Include your API key as a Bearer token in the Authorization header of every request:
Authorization: Bearer YOUR_SAIL_API_KEY

Supported endpoints

APIEndpointStatus
ModelsGET /v1/modelsSupported
OpenAI ResponsesPOST /v1/responsesSupported
OpenAI ResponsesGET /v1/responses/{response_id}Supported
OpenAI Chat CompletionsPOST /v1/chat/completionsSupported
Anthropic MessagesPOST /v1/messagesSupported
Not currently supported:
  • DELETE /v1/responses/{response_id}
  • POST /v1/responses/{response_id}/cancel
  • POST /v1/messages/batches and related batch endpoints

Shared request metadata

All three inference APIs support metadata with string values.
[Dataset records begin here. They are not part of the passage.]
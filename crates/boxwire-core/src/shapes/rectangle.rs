//! Box shape.

use super::{Edge, GroupId, SerializableColor, ShapeId, ShapeTrait};
use kurbo::{Point, Rect};
use serde::{Deserialize, Serialize};
use uuid::Uuid;

/// An axis-aligned box. Boxes are the only kind that can be split and grouped.
#[derive(Debug, Clone, Serialize, Deserialize)]
pub struct Rectangle {
    pub(crate) id: ShapeId,
    /// Top-left corner position.
    pub position: Point,
    /// Width of the box.
    pub width: f64,
    /// Height of the box.
    pub height: f64,
    /// Fill color.
    pub color: SerializableColor,
    /// Optional label drawn inside the box.
    #[serde(default)]
    pub label: Option<String>,
    /// Group shared with the other halves of a split.
    #[serde(default)]
    pub group_id: Option<GroupId>,
    /// Edges created by a split. These never accept user connections.
    #[serde(default)]
    pub seams: Vec<Edge>,
}

impl Rectangle {
    /// Create a new box.
    pub fn new(position: Point, width: f64, height: f64) -> Self {
        Self {
            id: Uuid::new_v4(),
            position,
            width,
            height,
            color: SerializableColor::default(),
            label: None,
            group_id: None,
            seams: Vec::new(),
        }
    }

    /// Create a box from a rectangle.
    pub fn from_rect(rect: Rect) -> Self {
        Self::new(rect.origin(), rect.width(), rect.height())
    }

    pub fn with_color(mut self, color: SerializableColor) -> Self {
        self.color = color;
        self
    }

    /// Get the box as a kurbo Rect.
    pub fn as_rect(&self) -> Rect {
        Rect::new(
            self.position.x,
            self.position.y,
            self.position.x + self.width,
            self.position.y + self.height,
        )
    }

    pub(crate) fn add_seam(&mut self, edge: Edge) {
        if !self.seams.contains(&edge) {
            self.seams.push(edge);
        }
    }
}

impl ShapeTrait for Rectangle {
    fn id(&self) -> ShapeId {
        self.id
    }

    fn bounds(&self) -> Rect {
        self.as_rect()
    }

    fn contains(&self, point: Point) -> bool {
        within_inclusive(self.as_rect(), point)
    }

    fn edge_point(&self, edge: Edge) -> Option<Point> {
        let rect = self.as_rect();
        let center = rect.center();
        Some(match edge {
            Edge::Top => Point::new(center.x, rect.y0),
            Edge::Bottom => Point::new(center.x, rect.y1),
            Edge::Left => Point::new(rect.x0, center.y),
            Edge::Right => Point::new(rect.x1, center.y),
        })
    }

    fn nearest_edge(&self, point: Point, tolerance: f64) -> Option<Edge> {
        let rect = self.as_rect();
        let center = rect.center();
        let dx = (point.x - center.x).abs();
        let dy = (point.y - center.y).abs();
        let half_w = self.width / 2.0;
        let half_h = self.height / 2.0;

        let candidates = [
            (Edge::Left, (point.x - rect.x0).abs(), dy < half_h),
            (Edge::Right, (point.x - rect.x1).abs(), dy < half_h),
            (Edge::Top, (point.y - rect.y0).abs(), dx < half_w),
            (Edge::Bottom, (point.y - rect.y1).abs(), dx < half_w),
        ];
        candidates
            .into_iter()
            .filter(|&(_, dist, along)| along && dist < tolerance)
            .min_by(|a, b| a.1.total_cmp(&b.1))
            .map(|(edge, _, _)| edge)
    }

    fn edge_zone(&self, point: Point, padding: f64) -> Option<Edge> {
        if !within_inclusive(self.as_rect().inflate(padding, padding), point) {
            return None;
        }
        let center = self.as_rect().center();
        let dx = point.x - center.x;
        let dy = point.y - center.y;
        Some(match (dx <= 0.0, dy <= 0.0) {
            (true, true) => Edge::Top,
            (false, true) => Edge::Right,
            (true, false) => Edge::Left,
            (false, false) => Edge::Bottom,
        })
    }

    fn move_to(&mut self, position: Point) {
        self.position = position;
    }
}

/// kurbo's `Rect::contains` is half-open; box hits include the far border.
pub(crate) fn within_inclusive(rect: Rect, point: Point) -> bool {
    point.x >= rect.x0 && point.x <= rect.x1 && point.y >= rect.y0 && point.y <= rect.y1
}
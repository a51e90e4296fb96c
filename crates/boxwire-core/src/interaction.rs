//! Pointer and keyboard handling for the canvas.
//!
//! At most one [`Gesture`] is active. Pointer positions arrive in screen
//! space and are converted through the camera before hit-testing.

use crate::canvas::Canvas;
use crate::connection::{ConnectionId, Direction, EdgeAnchor, midpoint};
use crate::input::{Key, KeyEvent, Modifiers, MouseButton, PointerEvent};
use crate::selection::{LassoFrame, ManipulationState, MultiMoveState, resize_text};
use crate::shapes::{ShapeId, ShapeKind, is_finite_point};
use crate::tools::ToolKind;
use crate::widget::{HandleKind, handle_at};
use kurbo::{Point, Vec2};
use log::{debug, trace};
use serde::{Deserialize, Serialize};
use std::collections::HashSet;

/// The active interaction mode.
#[derive(Debug, Clone, Default, PartialEq)]
pub enum Gesture {
    #[default]
    Idle,
    /// Dragging empty canvas to move the camera.
    Panning {
        start_screen: Point,
        start_offset: Vec2,
    },
    /// Moving the selected shapes (and their groups).
    DraggingSelection(MultiMoveState),
    /// Dragging a resize handle.
    Resizing(ManipulationState),
    /// First connection anchor chosen; `pointer` is the preview endpoint.
    EdgeSelectingFirst { anchor: EdgeAnchor, pointer: Point },
    /// Both anchors chosen, waiting for [`Canvas::choose_direction`].
    AwaitingDirection { from: EdgeAnchor, to: EdgeAnchor },
    /// Drawing a lasso polygon. `toggle` is set when it began with a
    /// selection modifier held.
    LassoDrawing { points: Vec<Point>, toggle: bool },
}
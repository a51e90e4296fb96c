//! Edge-to-edge connectors.

use crate::shapes::{Edge, SerializableColor, ShapeId, is_finite_point, point_to_segment_dist};
use kurbo::Point;
use serde::{Deserialize, Serialize};
use uuid::Uuid;

/// Unique identifier for connections.
pub type ConnectionId = Uuid;

/// Which ends of a connector carry an arrowhead.
#[derive(Debug, Clone, Copy, PartialEq, Eq, Hash, Default, Serialize, Deserialize)]
#[serde(rename_all = "lowercase")]
pub enum Direction {
    /// Arrow at the `to` end.
    #[default]
    Forward,
    /// Arrow at the `from` end.
    Backward,
    /// Arrows at both ends.
    Both,
    /// Plain line.
    None,
}

impl Direction {
    pub fn name(self) -> &'static str {
        match self {
            Direction::Forward => "forward",
            Direction::Backward => "backward",
            Direction::Both => "both",
            Direction::None => "none",
        }
    }

    pub fn arrow_at_start(self) -> bool {
        matches!(self, Direction::Backward | Direction::Both)
    }

    pub fn arrow_at_end(self) -> bool {
        matches!(self, Direction::Forward | Direction::Both)
    }
}

/// A named edge of a specific shape.
#[derive(Debug, Clone, Copy, PartialEq, Eq, Hash, Serialize, Deserialize)]
pub struct EdgeAnchor {
    pub shape_id: ShapeId,
    pub edge: Edge,
}

impl EdgeAnchor {
    pub fn new(shape_id: ShapeId, edge: Edge) -> Self {
        Self { shape_id, edge }
    }
}

/// A directional connector between two shape edges.
#[derive(Debug, Clone, PartialEq, Serialize, Deserialize)]
pub struct Connection {
    pub(crate) id: ConnectionId,
    pub from: EdgeAnchor,
    pub to: EdgeAnchor,
    pub direction: Direction,
    pub color: SerializableColor,
}

impl Connection {
    pub fn new(
        from: EdgeAnchor,
        to: EdgeAnchor,
        direction: Direction,
        color: SerializableColor,
    ) -> Self {
        Self {
            id: Uuid::new_v4(),
            from,
            to,
            direction,
            color,
        }
    }

    pub fn id(&self) -> ConnectionId {
        self.id
    }

    /// Whether either end is attached to `shape_id`.
    pub fn references(&self, shape_id: ShapeId) -> bool {
        self.from.shape_id == shape_id || self.to.shape_id == shape_id
    }

    /// Whether either end sits on the given edge.
    pub fn uses(&self, anchor: EdgeAnchor) -> bool {
        self.from == anchor || self.to == anchor
    }

    /// Edges of `shape_id` this connection occupies.
    pub fn edges_on(&self, shape_id: ShapeId) -> impl Iterator<Item = Edge> + '_ {
        [self.from, self.to]
            .into_iter()
            .filter(move |anchor| anchor.shape_id == shape_id)
            .map(|anchor| anchor.edge)
    }
}

/// Whether `point` lies within `tolerance` of the segment `from`-`to`.
///
/// Points strictly within `exclusion_radius` of either endpoint never count,
/// so clicks there reach the edge beneath instead.
pub fn is_near(from: Point, to: Point, point: Point, tolerance: f64, exclusion_radius: f64) -> bool {
    if !is_finite_point(point) || !is_finite_point(from) || !is_finite_point(to) {
        return false;
    }
    if (point - from).hypot() < exclusion_radius || (point - to).hypot() < exclusion_radius {
        return false;
    }
    point_to_segment_dist(point, from, to) <= tolerance
}

/// Midpoint of the segment between two edge points.
pub fn midpoint(from: Point, to: Point) -> Point {
    from.midpoint(to)
}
These keys are especially useful:
  • completion_window: "asap", "15m", or "24h"
  • completion_webhook: webhook URL for completion notification
  • webhook_token: optional bearer token that Sail includes when calling your webhook

Responses API

Supported endpoints:
  • POST /v1/responses
  • GET /v1/responses/{response_id}
Supported fields include:
  • model, input
  • max_output_tokens, temperature, top_p
  • text.format with:
    • {"type":"text"}
    • {"type":"json_schema", "name": "...", "schema": {...}}
  • reasoning.effort (low, medium, high)
  • reasoning.generate_summary (auto, concise, detailed)
  • background
  • metadata
  • user
Current limitations:
  • Text-only input (no image/audio/file input blocks)
  • stream=true is not supported
  • Tools are not supported (tools, parallel_tool_calls, custom tool_choice)
  • store=false is not supported
  • truncation only supports "disabled"

Chat Completions API

Supported endpoint:
  • POST /v1/chat/completions
Supported fields include:
  • model, messages
  • temperature, top_p
  • max_completion_tokens
  • response_format with text or json_schema
  • reasoning_effort
  • metadata
  • user
Current limitations:
  • Text-only message content (no image/audio content parts)
  • stream=true is not supported
  • Tools/function-calling fields are not supported
  • n must be 1 when provided

Messages API

Supported endpoint:
  • POST /v1/messages
Supported fields include:
  • model, max_tokens, messages
  • temperature, top_p
  • output_config.format with type: "json_schema"
  • metadata
Current limitations:
  • Text-only content blocks
  • stream=true is not supported
  • system, tools, tool_choice, top_k, thinking, and service_tier are not supported
Explore the full endpoint-level request and response schemas in the API reference tab.